+A +/- -A
A execução - romance de Júlio Moreira, Prelo Editora



Usemos as palavras do autor: "Não faltará (...) quem queira arranjar (a esta história) explicações anedóticas, particulares, referi-la a sociedades ou grupos limitados, a pessoas concretas, tentar descobrir semelhanças forçosamente fáceis, mas escusadas". Diante deste aviso liminar e do mais que o precede, o leitor fica avisado: o escopo é mais amplo, contempla um possível comportamento heróico do homem comum perante o homem hipertrofiado em tirania. E como nos é impedido procurar explicações particulares ou sociedades e grupos limitados, entendar-se que Júlio Moreira nos propõe uma alegoria. Contudo, não nos parece que seja esse o processo mais adequado de exposição de um conflito e sua resolução prática.

O autor põe em "cena", diante de um pano de fundo de cidade revoltada, o encontro fortuito de um estrangeiro não nomeado nem identificado e de um tirano fugido do seu palácio por força dessa mesma revolta. Tal encontro, se o que julgamos saber do procedimento dos tiranos não está longe da [atitude merecedora]¹ para os defender, para impedir até a sua fuga... Mas aceitemos o encontro, necessário, e não exijamos do autor uma história diferente daquela que se propôs contar.

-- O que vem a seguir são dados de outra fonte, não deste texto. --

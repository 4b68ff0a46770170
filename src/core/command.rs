use async_trait::async_trait;
use crate::core::library::LibraryError;

#[derive(Debug)]
pub enum CommandError {
    Access {
        message: String,
        reason_code: Option<String>,
    },
    Unauthenticated {
        message: String,
    },
    Database {
        message: String,
        reason_code: Option<String>,
        retryable: bool,
    },
    DuplicateKey {
        message: String,
    },
    NotFound {
        message: String,
    },
    Runtime {
        message: String,
        reason_code: Option<String>,
        retryable: bool,
    },
    Serialization {
        message: String,
    },
    Validation {
        message: String,
        reason_code: Option<String>,
    },
}

#[async_trait]
pub trait Command<Request, Response> {
    async fn execute(&self, req: Request) -> Result<Response, CommandError>;
}

impl From<LibraryError> for CommandError {
    fn from(other: LibraryError) -> Self {
        match other {
            LibraryError::Database { message, reason_code, retryable } => {
                CommandError::Database { message, reason_code, retryable }
            }
            LibraryError::AccessDenied { message, reason_code } => {
                CommandError::Access { message, reason_code }
            }
            LibraryError::DuplicateKey { message } => {
                CommandError::DuplicateKey { message }
            }
            LibraryError::NotFound { message } => {
                CommandError::NotFound { message }
            }
            LibraryError::CurrentlyUnavailable { message, reason_code, retryable } => {
                CommandError::Runtime { message, reason_code, retryable }
            }
            LibraryError::Validation { message, reason_code } => {
                CommandError::Validation { message, reason_code }
            }
            LibraryError::Serialization { message } => {
                CommandError::Serialization { message }
            }
            LibraryError::Runtime { message, reason_code } => {
                CommandError::Runtime { message, reason_code, retryable: true }
            }
        }
    }
}

#[cfg(test)]
mod tests {
    use crate::core::command::CommandError;
    use crate::core::library::LibraryError;

    #[tokio::test]
    async fn test_should_convert_library_error() {
        assert!(matches!(CommandError::from(LibraryError::not_found("test")), CommandError::NotFound { .. }));
        assert!(matches!(CommandError::from(LibraryError::access_denied("test", None)), CommandError::Access { .. }));
        assert!(matches!(CommandError::from(LibraryError::duplicate_key("test")), CommandError::DuplicateKey { .. }));
        assert!(matches!(CommandError::from(LibraryError::unavailable("test", None, true)), CommandError::Runtime { retryable: true, .. }));
        assert!(matches!(CommandError::from(LibraryError::validation("test", None)), CommandError::Validation { .. }));
        assert!(matches!(CommandError::from(LibraryError::serialization("test")), CommandError::Serialization { .. }));
        assert!(matches!(CommandError::from(LibraryError::database("test", None, false)), CommandError::Database { retryable: false, .. }));
    }
}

Temos pois que o herói (assim deveremos designar, como personagem principal que é e como "descobridor" e "matador" do "dragão") deita a mão a um tirano desarmado e o leva consigo, movido por um impulso que se sobrepõe à sua vontade e aos conselhos da prudência. Fecha-o num armário de pensão e, após algumas hesitações e muitos preparativos, decide passeá-lo pelo país, metido numa jaula como um urso domesticado. Furtando-o ao castigo que os seus crimes mereciam, pretende, com a exibição pública, que tdos finalmente percebam "que nenhum homem detém outro poder que aquele que lhe consentem". Isto já Demóstenes (veja-se "Portugal na Balança da Europa", de Almeida Garret, p.1) por outras palavras nos ensinava: "Pois, se algum mal lhe acontecer a ele (Filipe da Macedónia), cedo vos fareis vós mesmos outro Filipe, se deste modo cuidais das coisas; pois nem aquele tanto por suas forças cresceu, quanto pela nossa negligência." Muito bem. Aplauda-se pois Júlio Moreira e a Demóstenes. Mas que fez o herói de "A execução" para que o tirano caísse? Nada. Limitou-se a apanhá-lo na queda como a um fruto podre que se desprende da árvore, e agora mostra-o a toda a gente e diz: "Vejam. Está podre. Reparem nas manchas, nos vermes. Vejam bem". Não quis Júlio Moreira que um qualquer comparsa da sua história dissesse estas palavras definitivas: "Já o sabíamos. E da sua podridão nos envenenámos nós. Por isso o derrubámos". Duma maneira ou doutra, a história acaba como tinha de acabar: o tirano é morto, linchado pela "populaça". E, para que tudo tenha uma aparência de legalidade, o relatório da autópsia declara que "não se encontraram sinais de violênca que justifiquem a morte". Ou muito nos enganamos, ou nesta "legalidade" se anuncia o dedo doutro tirano...

Essa é a história (se a não interpretámos mal) que Júlio Moreira escreveu. O leitor concluirá, segundo o livro, não segundo a crítica, como quiser e puder. Quanto a nós, umas poucas palavras mais. O estilo de Júlio Moreira não serve eficazmente a narrativa. É intumescido, barroco, por vezes verborreico, roçando o mau gosto e o lugar-comum. De longe, uma notação exacta, rigorosa, que cinge com justeza o momento e a situação, permite-nos pensar que Júlio Moreira tem outras flechas para o seu arco. Mas não as mostrou neste livro.
 
 
Nota:
¹ trecho não identificado; possivelmente sejam estas palavras.
 
 
___________
SARAMAGO, José.  A execução - romance de Júlio Moreira, Prelo Editora (recessão crítica). In: Seara Nova, nº. 1459, maio de 1967.